Affaire Comcast, bis repetita, mais cette fois-ci en Belgique : le FAI Telenet bride le réseau P2P BitTorrent en réduisant le débit de la connexion lorsque ce protocole de partage est utilisé. Il s’agit de la première violation de grande ampleur de la neutralité du Net en Europe. Affaire à suivre… cela ne fait que commencer.
En France, la Cour d’appel de Paris [arrêt en PDF] a rejeté la QPC de Darty dans l’affaire Stanjames. Rappelons brièvement les faits : Stanjames est un site de paris en ligne étranger qui n’est pas autorisé en France ; aussi, l’autorité de régulation (ARJEL) a saisi le juge afin qu’il ordonne aux FAI français, en application de la loi sur la régulation des jeux en ligne, de filtrer ce site. La loi précise que les FAI seront indemnisés du coût des mesures prises pour filtrer les sites de paris en ligne non autorisés, mais le décret devant préciser les modalités de cette indemnisation n’a pas été pris. Les FAI doivent donc mettre en place les mesures de filtrage à leurs frais, et c’est ce qu’a contesté Darty. La Cour d’appel ayant rejeté sa demande, les FAI devront continuer à filtrer sans être indemnisés.
En France encore, nouveau rebondissement dans la très intéressante affaire Gallimard. Le problème est le suivant : au Canada, on parle français et on lit des livres d’auteurs français, mais les oeuvres tombent dans le domaine public au bout de 50 ans après le décès de l’auteur, alors qu’en France, il faut attendre 70 ans. Des sites canadiens offrent donc gratuitement, sur Internet, des oeuvres d’auteurs français qui, selon le droit local, sont dans le domaine public… mais qui ne le sont pas encore en France ! Il suffit donc, pour un internaute français, d’aller télécharger les fichiers sur ces sites canadiens, plutôt que de les acheter en France. Pour Gallimard, cette situation est problématique (en revanche, que les ayants droit continuent à percevoir de l’argent d’un travail auquel ils sont étrangers pendant 70 ans après la mort de l’auteur, cela ne semble poser aucun problème), et la société française a demandé le blocage en France des sites canadiens. Elle a d’abord obtenu gain de cause, avec une ordonnance sur requête du 11 mai 2010. Le juge parisien est aujourd’hui revenu sur cette décision en expliquant que le blocage de site est une atteinte à la liberté d’expression et qu’il ne peut donc être mis en oeuvre, selon la loi, soit par ordonnance lorsqu’il y a urgence, soit à la suite d’un procès régulier avec un débat contradictoire entre les parties.

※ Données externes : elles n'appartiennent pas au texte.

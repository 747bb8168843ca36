//! Default configurations and presets for binsniff.
//!
//! Provides named presets for common use cases and default values.

use super::types::{AppConfig, FuzzyConfig, MatchingConfig};

/// Default minimum aggregate confidence for a reported match.
pub const DEFAULT_MATCHING_THRESHOLD: f64 = 0.3;

// ============================================================================
// Configuration Presets
// ============================================================================

/// Named configuration presets for common use cases.
#[derive(Debug, Clone, Copy, PartialEq, Eq)]
pub enum ConfigPreset {
    /// Default balanced settings suitable for most cases
    Balanced,
    /// Fewer, higher-confidence matches
    Strict,
    /// Lower threshold with the fuzzy backstop on sparse evidence
    Permissive,
    /// Fuzzy similarity on every file
    Deep,
}

impl ConfigPreset {
    /// Get the preset name as a string.
    #[must_use]
    pub const fn name(&self) -> &'static str {
        match self {
            Self::Balanced => "balanced",
            Self::Strict => "strict",
            Self::Permissive => "permissive",
            Self::Deep => "deep",
        }
    }

    /// Parse a preset from a string name.
    #[must_use]
    pub fn from_name(name: &str) -> Option<Self> {
        match name.to_lowercase().as_str() {
            "balanced" | "default" => Some(Self::Balanced),
            "strict" | "precise" => Some(Self::Strict),
            "permissive" | "loose" => Some(Self::Permissive),
            "deep" | "thorough" => Some(Self::Deep),
            _ => None,
        }
    }

    /// Get a description of this preset.
    #[must_use]
    pub const fn description(&self) -> &'static str {
        match self {
            Self::Balanced => "Threshold 0.3, direct matching only",
            Self::Strict => "Threshold 0.5 and at most 3 substring hits per signature",
            Self::Permissive => "Threshold 0.2 with the fuzzy backstop on sparse evidence",
            Self::Deep => "Direct matching plus fuzzy similarity for every file",
        }
    }

    /// Get all available presets.
    #[must_use]
    pub const fn all() -> &'static [Self] {
        &[Self::Balanced, Self::Strict, Self::Permissive, Self::Deep]
    }
}

impl std::fmt::Display for ConfigPreset {
    fn fmt(&self, f: &mut std::fmt::Formatter<'_>) -> std::fmt::Result {
        write!(f, "{}", self.name())
    }
}

// ============================================================================
// Preset Implementations
// ============================================================================

impl AppConfig {
    /// Create an `AppConfig` from a named preset.
    #[must_use]
    pub fn from_preset(preset: ConfigPreset) -> Self {
        match preset {
            ConfigPreset::Balanced => Self::default(),
            ConfigPreset::Strict => Self::strict_preset(),
            ConfigPreset::Permissive => Self::permissive_preset(),
            ConfigPreset::Deep => Self::deep_preset(),
        }
    }

    /// Strict preset.
    #[must_use]
    pub fn strict_preset() -> Self {
        Self {
            matching: MatchingConfig {
                threshold: 0.5,
                max_substring_hits: 3,
                ..MatchingConfig::default()
            },
            ..Self::default()
        }
    }

    /// Permissive preset.
    #[must_use]
    pub fn permissive_preset() -> Self {
        Self {
            matching: MatchingConfig {
                threshold: 0.2,
                ..MatchingConfig::default()
            },
            fuzzy: FuzzyConfig {
                auto_backstop: true,
                ..FuzzyConfig::default()
            },
            ..Self::default()
        }
    }

    /// Deep preset.
    #[must_use]
    pub fn deep_preset() -> Self {
        Self {
            fuzzy: FuzzyConfig {
                deep: true,
                ..FuzzyConfig::default()
            },
            ..Self::default()
        }
    }
}

// ============================================================================
// Tests
// ============================================================================

#[cfg(test)]
mod tests {
    use super::*;

    #[test]
    fn test_preset_from_name() {
        assert_eq!(ConfigPreset::from_name("default"), Some(ConfigPreset::Balanced));
        assert_eq!(ConfigPreset::from_name("STRICT"), Some(ConfigPreset::Strict));
        assert_eq!(ConfigPreset::from_name("loose"), Some(ConfigPreset::Permissive));
        assert_eq!(ConfigPreset::from_name("invalid"), None);
        for preset in ConfigPreset::all() {
            assert_eq!(ConfigPreset::from_name(preset.name()), Some(*preset));
        }
    }

    #[test]
    fn test_balanced_is_default() {
        let config = AppConfig::from_preset(ConfigPreset::Balanced);
        assert_eq!(config.matching.threshold, DEFAULT_MATCHING_THRESHOLD);
        assert!(!config.fuzzy.deep);
        assert!(!config.fuzzy.auto_backstop);
    }

    #[test]
    fn test_strict_preset() {
        let config = AppConfig::strict_preset();
        assert_eq!(config.matching.threshold, 0.5);
        assert_eq!(config.matching.max_substring_hits, 3);
    }

    #[test]
    fn test_permissive_and_deep_presets() {
        assert!(AppConfig::permissive_preset().fuzzy.auto_backstop);
        assert_eq!(AppConfig::permissive_preset().matching.threshold, 0.2);
        assert!(AppConfig::deep_preset().fuzzy.deep);
    }
}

En France toujours, le filtrage volontaire (logiciel installé sur le terminal client) se précise : la SCPP a dressé une liste de 30000 oeuvres dont les contrefaçons pourraient être filtrées. C’est clairement le «direct download» qui est ici visé, et plus particulièrement certains sites comme Rapidshare ou Megaupload.
Au Royaume-Uni, c’est le site Newzbin pourrait bientôt être filtré. Il s’agit d’un simple moteur de recherche, à l’instar de Google, mais qui, contrairement à ce dernier, ne recherche pas des pages sur le Web mais des fichiers binaires sur Usenet. Une fois les fichiers trouvés, le site permet de créer un fichier NZB lisible par plusieurs logiciels de téléchargement, qui se chargent alors de récupérer les fichiers. Les newsgroups binaires d’Usenet sont, à l’heure actuelle, la méthode la plus sophistiquée pour télécharger des fichiers contrefaisants. La MPAA a donc poursuivi le FAI British Telecom afin d’obtenir le blocage de Newzbin. Encore une affaire à suivre.
Responsabilité
Le statut «d’éditeur de presse en ligne» est devant le Conseil constitutionnel, à la suite d’une demande de QPC acceptée par la Cour de cassation. Résumons : la LCEN de juin 2004 a créé le statut d’hébergeur, par opposition à celui d’éditeur : les éditeurs sont responsables du contenu qu’ils éditent, alors que les hébergeurs ne sont responsables que si, ayant connaissance de l’existence d’un contenu manifestement illicite, ils n’ont rien fait pour le retirer. La loi Hadopi 1 a créé un régime spécifique aux responsables de forums de discussion, calqué sur celui des hébergeurs, mais sans l’adverbe manifestement. Les conséquences juridiques sont très importantes : le responsable d’un forum de discussion, contrairement à un hébergeur, ne peut se défendre en argüant que le contenu n’était pas manifestement illicite et que, s’il ne l’a pas retiré, c’est qu’il attendait que le juge se prononce sur sa licéité. Il y a donc un risque énorme que les responsables de forums jugent les contenus qui leur sont soumis d’une manière très sévère, et qu’ils exercent une censure privée afin d’éviter d’être tenus pour responsable de la diffusion d’un contenu qui serait, a posteriori, jugé illicite par un tribunal. Ce risque est une restriction de la liberté d’expression, et le Conseil constitutionnel est appelé à se prononcer sur sa conformité à la constitution.